O problema é, em parte, cultural e histórico, relacionado a um "paradigma tradicional" de crescimento ilimitado, nascido num país destruído do pós-guerra, explica. "'Mais é melhor' é uma noção encravada na nossa perspectiva: mais estradas e mais tráfego é melhor."

Esse paradigma também serviu à indústria automobilística alemã, responsável por quase 10% do PIB nacional em 2020 e com laços notórios com chefes de governos passados, inclusive Angela Merkel, certa vez apelidada "Autokanzlerin", "chanceler federal dos carros".

Ciclistas em autorestrada
Ciclistas ocupam a A100 em Berlim em 2021, em sinal de protestoFoto: A. Friedrichs/imago images

"Contabilizados os custos reais, autoestradas não seriam construídas"

Nem os custos reais da expansão rodoviária continuada são argumento suficiente para superar essa mentalidade, aponta Becker. "O que sairá dessas extensões da A100 são, claro, emissão de gases-estufa, mais custos, mais barulho e mais poluição." Contudo, tais fatores são raramente contabilizados no planejamento rodoviário.

A Comissão Europeia calculou que esses custos "externos" dos transportes, incluindo acidentes, poluição atmosférica, mudanças climáticas, barulho, congestionamento e danos ambientais, somaram quase 1 trilhão de euros em toda a União Europeia em 2019. Só os transportes rodoviários geraram 83% desse total.

Se esses custos ocultos fossem contabilizados nos orçamentos para a construção de autoestradas federais, "elas nunca seriam construídas", afirma Benjamin Stephan, da Greenpeace.

Em 2020, na qualidade de líder do Partido Verde, Annalena Baerbock pediu uma moratória sobre a construção das autobahns. Na época, sua sigla estava em ascensão e ela própria era cogitada como potencial chanceler federal.

No entanto, desde que assumiram o poder em dezembro, em coalizão com os partidos Social-Democrata (SPD) e Liberal Democrático (FDP), os verdes não se comprometeram a uma moratória nem a um limite de velocidade para economizar combustível e reduzir as emissões de CO2.

Os esforços para apresentar uma frente unida dentro da nova coalizão social-democrata-liberal-verde deram ao ministro dos Transportes Volker Wissing, do partido pró-empresariado FDP, carta branca para apoiar projetos de autobahns como a A1 em Berlim, afirma Dorothee Saar, especialista em transportes da ação ambientalista Deutsche Umwelthilfe, sediada em Berlim.

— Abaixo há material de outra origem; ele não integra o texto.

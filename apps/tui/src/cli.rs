use clap::{CommandFactory, Parser};

#[derive(Debug, Parser)]
#[command(name = "metafinder", version, about = "Country meta explorer")]
pub struct CliArgs {
    /// Print the match result and exit
    #[arg(long)]
    pub headless: bool,

    /// Print headless output as JSON
    #[arg(long)]
    pub json: bool,

    /// Enable debug logging
    #[arg(long)]
    pub debug: bool,

    /// Deep link to open, either a full URL or just the `#!...` fragment
    #[arg(long, value_name = "LINK")]
    pub link: Option<String>,

    /// Override dataset path
    #[arg(long, value_name = "PATH")]
    pub data: Option<String>,

    /// Override map geometry path
    #[arg(long, value_name = "PATH")]
    pub geometry: Option<String>,

    /// Override translations directory
    #[arg(long = "lang-dir", value_name = "PATH")]
    pub lang_dir: Option<String>,

    /// Start in this language
    #[arg(long, value_name = "CODE")]
    pub lang: Option<String>,

    /// Override local settings file
    #[arg(long, value_name = "PATH")]
    pub settings: Option<String>,
}

impl CliArgs {
    pub fn apply_env_overrides(&self) {
        let overrides = [
            ("METAFINDER_DATA", &self.data),
            ("METAFINDER_GEOMETRY", &self.geometry),
            ("METAFINDER_LANG_DIR", &self.lang_dir),
            ("METAFINDER_LANG", &self.lang),
            ("METAFINDER_SETTINGS", &self.settings),
        ];
        for (key, value) in overrides {
            if let Some(value) = value {
                std::env::set_var(key, value);
            }
        }
    }

    pub fn help_text() -> String {
        let mut command = Self::command();
        let mut buffer = Vec::new();
        command.write_help(&mut buffer).ok();
        String::from_utf8_lossy(&buffer).to_string()
    }
}

#[cfg(test)]
mod tests {
    use super::*;

    #[test]
    fn parses_link_and_overrides() {
        let args = CliArgs::parse_from([
            "metafinder",
            "--headless",
            "--json",
            "--link",
            "#!driving=left",
            "--lang",
            "fr",
        ]);
        assert!(args.headless);
        assert!(args.json);
        assert_eq!(args.link.as_deref(), Some("#!driving=left"));
        assert_eq!(args.lang.as_deref(), Some("fr"));
        assert_eq!(args.data, None);
    }

    #[test]
    fn help_mentions_deep_links() {
        assert!(CliArgs::help_text().contains("--link"));
    }
}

Ela observa que o transporte só é mencionado vagamente na nova legislação climática alemã, que estabelece a ambiciosa meta de, até 2030, reduzir as emissões em quase 50% em relação aos níveis de 2019. No entanto, não é citada uma data para eliminar os motores de combustão interna – ainda que se mencione o acordo da UE para só registrar veículos carbonicamente neutros a partir de 2035.

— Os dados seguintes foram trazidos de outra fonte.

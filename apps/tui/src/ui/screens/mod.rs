pub mod detail;
pub mod help;
pub mod main;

Acidente rodoviário fotografado a partir de janela de carro
Acidentes fazem parte do custo oculto das autobahnsFoto: Martin Ley/picture alliance

Esperança na Justiça

Política à parte, segundo Saar, o principal obstáculo para a reforma dos transportes é a "remoção, do planejamento existente, de projetos [obsoletos]", que foram aprovados e estão consagrados em lei. Ela menciona uma proposta de ambientalistas para que se estabeleça uma nova Lei Federal de Mobilidade, tornando as metas climáticas parte integral do planejamento no setor de transportes.

Alguns ativistas apostam em que um tribunal federal vá deliberar que as extensões das autobahns infringem os comprometimentos climáticos da Alemanha. Um precedente foi estabelecido em 2021, quando o juiz declarou que o governo precisava atualizar sua legislação climática com metas mais decididas.

No momento, a organização ambientalista Bund e ativistas locais estão tentando processar o governo federal pelos impactos climáticos da construção da A20 no noroeste do país. A decisão é esperada para o próximo dia 7 de julho e, se o tribunal decidir em favor dos ambientalistas, esse pode ser o fim do longo vício alemão das autobahns, antecipa Benjamin Stephan, da Greenpeace: "Isso jogaria por terra todos os 850 quilômetros planejados".